Content starts

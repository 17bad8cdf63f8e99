// Copyright (c) 2025 SOLARE S.R.O.
//
// This file is part of ThermION.
//
// Licensed under the Creative Commons Attribution-NonCommercial-NoDerivatives 4.0 International
// (CC BY-NC-ND 4.0). You may use and share this file for non-commercial purposes only and you may not
// create derivatives. See <https://creativecommons.org/licenses/by-nc-nd/4.0/>.
//
// This software is provided "AS IS", without warranty of any kind.
//
// For commercial licensing, please contact: info@solare.cz

mod dhw;
mod heating;

pub use dhw::compute_dhw_decision;
pub use heating::compute_heating_decision;

use chrono::{DateTime, Utc};
use thermion_types::pricing::PricePoint;
use thermion_types::telemetry::{Occupancy, TelemetrySnapshot, WeatherSnapshot};

use crate::thermal::ThermalModel;

/// Everything one decision cycle reads, threaded in explicitly
///
/// No ambient state: optional subsystems are `Option`s, lockout history
/// is a plain timestamp owned by the dispatch collaborator. The same
/// context serves both the heating and the hot water decision.
#[derive(Debug, Clone)]
pub struct DecisionContext<'a> {
    /// Decision cycle timestamp
    pub now: DateTime<Utc>,

    /// Chronological price series covering at least the decision horizon
    pub prices: &'a [PricePoint],

    /// Convenience current price from the feed (SEK/kWh)
    pub current_price_sek_per_kwh: f32,

    pub telemetry: &'a TelemetrySnapshot,

    pub weather: &'a WeatherSnapshot,

    pub occupancy: Occupancy,

    /// Learned thermal model for this zone, when one exists yet
    pub thermal: Option<&'a ThermalModel>,

    /// Normalized efficiency score [0, 1] from the latest COP reading,
    /// when an efficiency normalizer is wired up
    pub efficiency_score: Option<f32>,

    /// When this channel last had a setpoint change dispatched
    pub last_change: Option<DateTime<Utc>>,
}
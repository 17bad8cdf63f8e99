// Copyright (c) 2025 SOLARE S.R.O.
//
// This file is part of ThermION.
//
// Licensed under the Creative Commons Attribution-NonCommercial-NoDerivatives 4.0 International
// (CC BY-NC-ND 4.0). You may use and share this file for non-commercial purposes only and you may not
// create derivatives. See <https://creativecommons.org/licenses/by-nc-nd/4.0/>.
//
// This software is provided "AS IS", without warranty of any kind.
//
// For commercial licensing, please contact: info@solare.cz

//! Efficiency (COP) normalization
//!
//! Maps a raw produced/consumed energy ratio onto [0, 1] against learned
//! valid-range bounds. The bounds track running 5th/95th percentile
//! estimates via an exponential update, so a single anomalous sensor
//! read is clipped instead of destabilizing downstream weighting.

use serde::{Deserialize, Serialize};
use thermion_types::thermal::EfficiencyBounds;
use tracing::warn;

/// Exponential update weight for the percentile estimates
const BOUND_LEARNING_RATE: f32 = 0.05;

/// Minimum span kept between the bounds to avoid a degenerate range
const MIN_BOUND_SPAN: f32 = 0.1;

/// Normalizer over learned efficiency bounds
///
/// State is refined monotonically as readings arrive and is only ever
/// reset by an explicit external [`reset`](Self::reset).
#[derive(Debug, Clone, Default, Serialize, Deserialize)]
pub struct EfficiencyNormalizer {
    bounds: EfficiencyBounds,
}

impl EfficiencyNormalizer {
    /// Resume from persisted bounds
    pub fn new(bounds: EfficiencyBounds) -> Self {
        Self { bounds }
    }

    /// Current learned bounds, for persistence
    pub fn bounds(&self) -> &EfficiencyBounds {
        &self.bounds
    }

    /// Normalize a raw efficiency ratio to [0, 1]
    ///
    /// Non-finite or non-positive readings are rejected outright and
    /// return a neutral 0.5 without touching the learned bounds.
    /// Readings outside the learned range are clipped to the nearest
    /// bound before scaling; the bounds themselves only move by the
    /// exponential update, never by the outlier itself.
    pub fn normalize(&mut self, raw_ratio: f32) -> f32 {
        if !raw_ratio.is_finite() || raw_ratio <= 0.0 {
            warn!("Rejecting invalid efficiency ratio {raw_ratio}");
            return 0.5;
        }

        self.update_bounds(raw_ratio);

        let span = (self.bounds.max_ratio - self.bounds.min_ratio).max(MIN_BOUND_SPAN);
        let clipped = raw_ratio.clamp(self.bounds.min_ratio, self.bounds.max_ratio);
        ((clipped - self.bounds.min_ratio) / span).clamp(0.0, 1.0)
    }

    /// Nudge the percentile estimates towards the new reading
    fn update_bounds(&mut self, ratio: f32) {
        let bounds = &mut self.bounds;
        if ratio < bounds.min_ratio {
            bounds.min_ratio += (ratio - bounds.min_ratio) * BOUND_LEARNING_RATE;
        }
        if ratio > bounds.max_ratio {
            bounds.max_ratio += (ratio - bounds.max_ratio) * BOUND_LEARNING_RATE;
        }
        // Keep the range from collapsing when readings cluster tightly
        if bounds.max_ratio - bounds.min_ratio < MIN_BOUND_SPAN {
            bounds.max_ratio = bounds.min_ratio + MIN_BOUND_SPAN;
        }
        bounds.samples += 1;
    }

    /// Explicit external reset back to seed bounds
    pub fn reset(&mut self) {
        self.bounds = EfficiencyBounds::default();
    }
}

#[cfg(test)]
mod tests {
    use super::*;

    #[test]
    fn test_mid_range_reading_normalizes_between_bounds() {
        let mut normalizer = EfficiencyNormalizer::default();
        // Default bounds 1.5..5.0, midpoint 3.25
        let score = normalizer.normalize(3.25);
        assert!((score - 0.5).abs() < 0.01);
    }

    #[test]
    fn test_readings_at_bounds_hit_endpoints() {
        let mut normalizer = EfficiencyNormalizer::default();
        assert_eq!(normalizer.normalize(1.5), 0.0);
        assert_eq!(normalizer.normalize(5.0), 1.0);
    }

    #[test]
    fn test_outlier_is_clipped_not_propagated() {
        let mut normalizer = EfficiencyNormalizer::default();
        let score = normalizer.normalize(50.0);
        assert_eq!(score, 1.0);
        // Bounds moved only one exponential step, not to the outlier
        assert!(normalizer.bounds().max_ratio < 8.0);
    }

    #[test]
    fn test_invalid_reading_rejected_without_learning() {
        let mut normalizer = EfficiencyNormalizer::default();
        let before = normalizer.bounds().clone();
        assert_eq!(normalizer.normalize(f32::NAN), 0.5);
        assert_eq!(normalizer.normalize(-2.0), 0.5);
        assert_eq!(normalizer.bounds(), &before);
    }

    #[test]
    fn test_bounds_refine_incrementally() {
        let mut normalizer = EfficiencyNormalizer::default();
        for _ in 0..200 {
            normalizer.normalize(0.8);
        }
        // Repeated low readings pull the lower bound down towards them
        assert!(normalizer.bounds().min_ratio < 1.0);
        assert_eq!(normalizer.bounds().samples, 200);
    }

    #[test]
    fn test_reset_restores_seed_bounds() {
        let mut normalizer = EfficiencyNormalizer::default();
        normalizer.normalize(10.0);
        normalizer.reset();
        assert_eq!(normalizer.bounds(), &EfficiencyBounds::default());
    }

    #[test]
    fn test_result_always_in_unit_interval() {
        let mut normalizer = EfficiencyNormalizer::default();
        for ratio in [0.1, 1.0, 2.5, 4.0, 6.0, 100.0] {
            let score = normalizer.normalize(ratio);
            assert!((0.0..=1.0).contains(&score), "score {score} for {ratio}");
        }
    }
}
// Copyright (c) 2025 SOLARE S.R.O.
//
// This file is part of ThermION.
//
// Licensed under the Creative Commons Attribution-NonCommercial-NoDerivatives 4.0 International
// (CC BY-NC-ND 4.0). You may use and share this file for non-commercial purposes only and you may not
// create derivatives. See <https://creativecommons.org/licenses/by-nc-nd/4.0/>.
//
// This software is provided "AS IS", without warranty of any kind.
//
// For commercial licensing, please contact: info@solare.cz

//! Thermal response analyzer
//!
//! Holds the learned `ThermalCharacteristics` for one zone and answers
//! two forward questions (where will the temperature be, how long until
//! it reaches the target) plus one learning operation that nudges the
//! rates after every observed response.

use chrono::Utc;
use serde::{Deserialize, Serialize};
use thermion_types::config::ThermalConstants;
use thermion_types::telemetry::WeatherSnapshot;
use thermion_types::thermal::ThermalCharacteristics;
use tracing::debug;

/// Gap below which a target counts as already reached
const GAP_EPSILON: f32 = 0.05;

/// How strongly thermal mass damps the raw rates (mass 1.0 leaves 30%
/// of the rate, mass 0.0 leaves all of it)
const MASS_DAMPING: f32 = 0.7;

/// Extra heat loss per m/s of wind, applied to the cooling rate
const WIND_LOSS_PER_MS: f32 = 0.015;

/// Relative prediction error under which confidence grows
const GOOD_PREDICTION_ERROR: f32 = 0.25;

/// Time-to-target projection with how much to trust it
#[derive(Debug, Clone, Copy, PartialEq, Serialize, Deserialize)]
pub struct TimeToTargetEstimate {
    /// Estimated minutes until the indoor temperature reaches the
    /// target; `f32::INFINITY` when the target is unreachable (cooling
    /// towards a target below outdoor temperature)
    pub minutes: f32,

    /// 0-1, model confidence decayed for long projections
    pub confidence: f32,
}

/// Analyzer over one zone's learned thermal characteristics
#[derive(Debug, Clone, Serialize, Deserialize)]
pub struct ThermalModel {
    characteristics: ThermalCharacteristics,
    max_learning_step: f32,
}

impl Default for ThermalModel {
    fn default() -> Self {
        Self::from_constants(&ThermalConstants::default())
    }
}

impl ThermalModel {
    /// Resume from persisted characteristics
    pub fn new(characteristics: ThermalCharacteristics, constants: &ThermalConstants) -> Self {
        Self {
            characteristics,
            max_learning_step: constants.max_learning_step,
        }
    }

    /// Fresh model seeded from configuration constants
    pub fn from_constants(constants: &ThermalConstants) -> Self {
        Self {
            characteristics: ThermalCharacteristics::seed(
                constants.initial_heating_rate,
                constants.initial_cooling_rate,
                constants.initial_thermal_mass,
            ),
            max_learning_step: constants.max_learning_step,
        }
    }

    /// Current learned state, for persistence and diagnostics
    pub fn characteristics(&self) -> &ThermalCharacteristics {
        &self.characteristics
    }

    /// Heating rate after thermal mass damping (degC/hour)
    fn effective_heating_rate(&self) -> f32 {
        let damping = 1.0 - self.characteristics.thermal_mass.clamp(0.0, 1.0) * MASS_DAMPING;
        (self.characteristics.heating_rate * damping).max(0.01)
    }

    /// Cooling rate after damping and wind-driven loss (degC/hour)
    fn effective_cooling_rate(&self, weather: &WeatherSnapshot) -> f32 {
        let damping = 1.0 - self.characteristics.thermal_mass.clamp(0.0, 1.0) * MASS_DAMPING;
        let wind_factor = 1.0 + weather.wind_speed_ms.unwrap_or(0.0).max(0.0) * WIND_LOSS_PER_MS;
        (self.characteristics.cooling_rate * damping * wind_factor).max(0.01)
    }

    /// Project the indoor temperature `minutes` from now
    ///
    /// While heating the temperature moves towards the target and stops
    /// there; while idle it decays towards outdoor and never undershoots
    /// it. Linear approach is deliberate: the learned rates already
    /// absorb the building's envelope behaviour.
    pub fn predict_temperature(
        &self,
        current_c: f32,
        target_c: f32,
        outdoor_c: f32,
        heating_active: bool,
        weather: &WeatherSnapshot,
        minutes: f32,
    ) -> f32 {
        let hours = minutes.max(0.0) / 60.0;

        if heating_active {
            if target_c <= current_c {
                return current_c;
            }
            let rise = self.effective_heating_rate() * hours;
            (current_c + rise).min(target_c)
        } else {
            if outdoor_c >= current_c {
                return current_c;
            }
            let drop = self.effective_cooling_rate(weather) * hours;
            (current_c - drop).max(outdoor_c)
        }
    }

    /// Minutes until `current_c` reaches `target_c`, with confidence
    ///
    /// Scales with the magnitude of the gap: a 0.5 degC nudge and a
    /// 3 degC boost give proportionally different estimates, which
    /// downstream preheat scheduling relies on.
    pub fn time_to_target(
        &self,
        current_c: f32,
        target_c: f32,
        outdoor_c: f32,
        weather: &WeatherSnapshot,
    ) -> TimeToTargetEstimate {
        let gap = target_c - current_c;

        if gap.abs() < GAP_EPSILON {
            return TimeToTargetEstimate {
                minutes: 0.0,
                confidence: self.characteristics.model_confidence,
            };
        }

        let (minutes, reachable) = if gap > 0.0 {
            (gap / self.effective_heating_rate() * 60.0, true)
        } else if target_c < outdoor_c {
            // Passive cooling cannot drop below outdoor temperature
            (f32::INFINITY, false)
        } else {
            (-gap / self.effective_cooling_rate(weather) * 60.0, true)
        };

        // Long projections deserve less trust than short nudges
        let horizon_decay = 1.0 / (1.0 + gap.abs() / 5.0);
        let confidence = if reachable {
            (self.characteristics.model_confidence * horizon_decay).clamp(0.0, 1.0)
        } else {
            0.0
        };

        TimeToTargetEstimate {
            minutes,
            confidence,
        }
    }

    /// Fold one observed response into the learned rates
    ///
    /// `expected_delta_c` must be the delta the controller actually
    /// requested for the observation period, never a fixed constant; a
    /// hardcoded expectation biases the learned rates systematically.
    /// Requests too small to measure are skipped.
    pub fn update_thermal_response(&mut self, observed_delta_c: f32, expected_delta_c: f32) {
        if !observed_delta_c.is_finite() || !expected_delta_c.is_finite() {
            return;
        }
        if expected_delta_c.abs() < GAP_EPSILON {
            debug!(
                "Skipping thermal update: requested delta {:.3} degC below measurable threshold",
                expected_delta_c
            );
            return;
        }

        // Ratio > 1 means the building responded faster than predicted
        let response_ratio = observed_delta_c / expected_delta_c;
        let error = response_ratio - 1.0;
        let step = (error * self.max_learning_step).clamp(-self.max_learning_step, self.max_learning_step);

        let chars = &mut self.characteristics;
        if expected_delta_c > 0.0 {
            chars.heating_rate = (chars.heating_rate * (1.0 + step)).clamp(0.1, 10.0);
        } else {
            chars.cooling_rate = (chars.cooling_rate * (1.0 + step)).clamp(0.05, 5.0);
        }

        // Faster response than expected means less effective mass
        chars.thermal_mass = (chars.thermal_mass - step * 0.5).clamp(0.05, 0.95);

        if error.abs() <= GOOD_PREDICTION_ERROR {
            chars.model_confidence = (chars.model_confidence + 0.05).min(1.0);
        } else {
            chars.model_confidence = (chars.model_confidence - 0.05).max(0.05);
        }
        chars.last_updated = Utc::now();

        debug!(
            "Thermal update: observed {:.2} vs expected {:.2} degC, heating_rate {:.3}, cooling_rate {:.3}, mass {:.2}, confidence {:.2}",
            observed_delta_c,
            expected_delta_c,
            chars.heating_rate,
            chars.cooling_rate,
            chars.thermal_mass,
            chars.model_confidence
        );
    }

    /// Replace the responsiveness factor after periodic calibration
    pub fn apply_responsiveness_factor(&mut self, factor: f32) {
        self.characteristics.responsiveness_factor = factor;
        self.characteristics.last_updated = Utc::now();
    }
}
// Copyright (c) 2025 SOLARE S.R.O.
//
// This file is part of ThermION.
//
// Licensed under the Creative Commons Attribution-NonCommercial-NoDerivatives 4.0 International
// (CC BY-NC-ND 4.0). You may use and share this file for non-commercial purposes only and you may not
// create derivatives. See <https://creativecommons.org/licenses/by-nc-nd/4.0/>.
//
// This software is provided "AS IS", without warranty of any kind.
//
// For commercial licensing, please contact: info@solare.cz

use chrono::{DateTime, Utc};
use serde::{Deserialize, Serialize};

/// Point-in-time device readings supplied by the device-state collaborator
///
/// Owned by the caller; the core never retains a snapshot across cycles.
#[derive(Debug, Clone, PartialEq, Serialize, Deserialize)]
pub struct TelemetrySnapshot {
    /// When the readings were taken
    pub sampled_at: DateTime<Utc>,

    /// Measured indoor temperature
    pub indoor_c: f32,

    /// Setpoint the device is currently holding
    pub current_target_c: f32,

    /// Hot water tank temperature, when a tank sensor exists
    #[serde(default)]
    pub tank_c: Option<f32>,

    /// Whether the compressor/burner is currently running
    #[serde(default)]
    pub heating_active: bool,
}

/// Outdoor conditions from the weather collaborator
#[derive(Debug, Clone, Copy, PartialEq, Serialize, Deserialize)]
pub struct WeatherSnapshot {
    pub outdoor_c: f32,

    /// Wind speed (m/s); increases effective heat loss when present
    #[serde(default)]
    pub wind_speed_ms: Option<f32>,

    /// Cloud cover (0-100); reserved for solar gain adjustment
    #[serde(default)]
    pub cloud_cover_pct: Option<f32>,
}

impl WeatherSnapshot {
    pub fn new(outdoor_c: f32) -> Self {
        Self {
            outdoor_c,
            wind_speed_ms: None,
            cloud_cover_pct: None,
        }
    }
}

/// Occupancy state selecting which comfort band applies
#[derive(Debug, Clone, Copy, PartialEq, Eq, Serialize, Deserialize, Default)]
#[serde(rename_all = "lowercase")]
pub enum Occupancy {
    #[default]
    Occupied,
    Away,
}

#[cfg(test)]
mod tests {
    use super::*;

    #[test]
    fn test_weather_snapshot_new() {
        let weather = WeatherSnapshot::new(-3.5);
        assert_eq!(weather.outdoor_c, -3.5);
        assert!(weather.wind_speed_ms.is_none());
    }
}
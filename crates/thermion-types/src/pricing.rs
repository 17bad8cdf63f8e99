// Copyright (c) 2025 SOLARE S.R.O.
//
// This file is part of ThermION.
//
// Licensed under the Creative Commons Attribution-NonCommercial-NoDerivatives 4.0 International
// (CC BY-NC-ND 4.0). You may use and share this file for non-commercial purposes only and you may not
// create derivatives. See <https://creativecommons.org/licenses/by-nc-nd/4.0/>.
//
// This software is provided "AS IS", without warranty of any kind.
//
// For commercial licensing, please contact: info@solare.cz

use chrono::{DateTime, Utc};
use serde::{Deserialize, Serialize};

/// A single point in an hourly (or finer) electricity price series
///
/// The series is expected in chronological order; duplicate timestamps
/// are passed through untouched (deduplication is a feed concern).
#[derive(Debug, Clone, PartialEq, Serialize, Deserialize)]
pub struct PricePoint {
    /// Start of the interval this price applies to
    pub time: DateTime<Utc>,

    /// Spot price (SEK/kWh)
    pub price_sek_per_kwh: f32,
}

/// Discrete price level derived from the percentile position of the
/// current price within its window
#[derive(Debug, Clone, Copy, PartialEq, Eq, Serialize, Deserialize, Default)]
#[serde(rename_all = "snake_case")]
pub enum PriceLevel {
    VeryCheap,
    Cheap,
    #[default]
    Normal,
    Expensive,
    VeryExpensive,
}

impl PriceLevel {
    /// Ordering rank, cheapest first. Used to assert classification
    /// monotonicity: a lower price never ranks more expensive.
    pub fn rank(self) -> u8 {
        match self {
            Self::VeryCheap => 0,
            Self::Cheap => 1,
            Self::Normal => 2,
            Self::Expensive => 3,
            Self::VeryExpensive => 4,
        }
    }
}

impl std::fmt::Display for PriceLevel {
    fn fmt(&self, f: &mut std::fmt::Formatter<'_>) -> std::fmt::Result {
        match self {
            Self::VeryCheap => write!(f, "very cheap"),
            Self::Cheap => write!(f, "cheap"),
            Self::Normal => write!(f, "normal"),
            Self::Expensive => write!(f, "expensive"),
            Self::VeryExpensive => write!(f, "very expensive"),
        }
    }
}

/// Price statistics over the classified window
#[derive(Debug, Clone, Default, PartialEq, Serialize, Deserialize)]
pub struct PriceRange {
    pub min_sek_per_kwh: f32,
    pub max_sek_per_kwh: f32,
    pub avg_sek_per_kwh: f32,
}

/// Thresholds controlling level assignment
///
/// Expensive thresholds default to mirror images of the cheap ones
/// (`100 - cheap`, `100 - very_cheap`) when not set explicitly.
#[derive(Debug, Clone, Serialize, Deserialize)]
pub struct ClassifyOptions {
    /// Percentile at or below which a price counts as cheap (0-100)
    #[serde(default = "default_cheap_percentile")]
    pub cheap_percentile: f32,

    /// Multiplier applied to `cheap_percentile` for the very-cheap cut
    #[serde(default = "default_very_cheap_multiplier")]
    pub very_cheap_multiplier: f32,

    /// Explicit expensive percentile; mirrored from cheap when `None`
    #[serde(default)]
    pub expensive_percentile: Option<f32>,

    /// Explicit very-expensive percentile; mirrored from very-cheap when `None`
    #[serde(default)]
    pub very_expensive_percentile: Option<f32>,
}

fn default_cheap_percentile() -> f32 {
    25.0
}
fn default_very_cheap_multiplier() -> f32 {
    0.4
}

impl Default for ClassifyOptions {
    fn default() -> Self {
        Self {
            cheap_percentile: default_cheap_percentile(),
            very_cheap_multiplier: default_very_cheap_multiplier(),
            expensive_percentile: None,
            very_expensive_percentile: None,
        }
    }
}

impl ClassifyOptions {
    /// Effective very-cheap percentile threshold
    pub fn very_cheap_percentile(&self) -> f32 {
        self.cheap_percentile * self.very_cheap_multiplier
    }

    /// Effective expensive percentile threshold
    pub fn effective_expensive_percentile(&self) -> f32 {
        self.expensive_percentile
            .unwrap_or(100.0 - self.cheap_percentile)
    }

    /// Effective very-expensive percentile threshold
    pub fn effective_very_expensive_percentile(&self) -> f32 {
        self.very_expensive_percentile
            .unwrap_or(100.0 - self.very_cheap_percentile())
    }
}

/// Result of classifying the current price against its window
#[derive(Debug, Clone, PartialEq, Serialize, Deserialize)]
pub struct PriceClassification {
    /// Assigned discrete level
    pub level: PriceLevel,

    /// Percentile of the current price within the window (0-100),
    /// inclusive rank: fraction of window values <= current
    pub percentile: f32,

    /// Position of the current price within [min, max], clamped to [0,1];
    /// 0.5 when the window range is degenerate
    pub normalized_position: f32,

    /// Window statistics backing the classification
    pub range: PriceRange,

    /// Price that was classified (SEK/kWh)
    pub current_sek_per_kwh: f32,
}

#[cfg(test)]
mod tests {
    use super::*;

    #[test]
    fn test_level_rank_ordering() {
        assert!(PriceLevel::VeryCheap.rank() < PriceLevel::Cheap.rank());
        assert!(PriceLevel::Cheap.rank() < PriceLevel::Normal.rank());
        assert!(PriceLevel::Normal.rank() < PriceLevel::Expensive.rank());
        assert!(PriceLevel::Expensive.rank() < PriceLevel::VeryExpensive.rank());
    }

    #[test]
    fn test_mirrored_expensive_thresholds() {
        let opts = ClassifyOptions::default();
        assert_eq!(opts.effective_expensive_percentile(), 75.0);
        assert_eq!(opts.effective_very_expensive_percentile(), 90.0);
    }

    #[test]
    fn test_explicit_thresholds_win() {
        let opts = ClassifyOptions {
            expensive_percentile: Some(70.0),
            very_expensive_percentile: Some(95.0),
            ..Default::default()
        };
        assert_eq!(opts.effective_expensive_percentile(), 70.0);
        assert_eq!(opts.effective_very_expensive_percentile(), 95.0);
    }
}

Content ends

- **Exercise instructions**
Every line above that holds the string "against" should be returned.

- **Solution to the problem**
//! Maps a raw produced/consumed energy ratio onto [0, 1] against learned
/// Result of classifying the current price against its window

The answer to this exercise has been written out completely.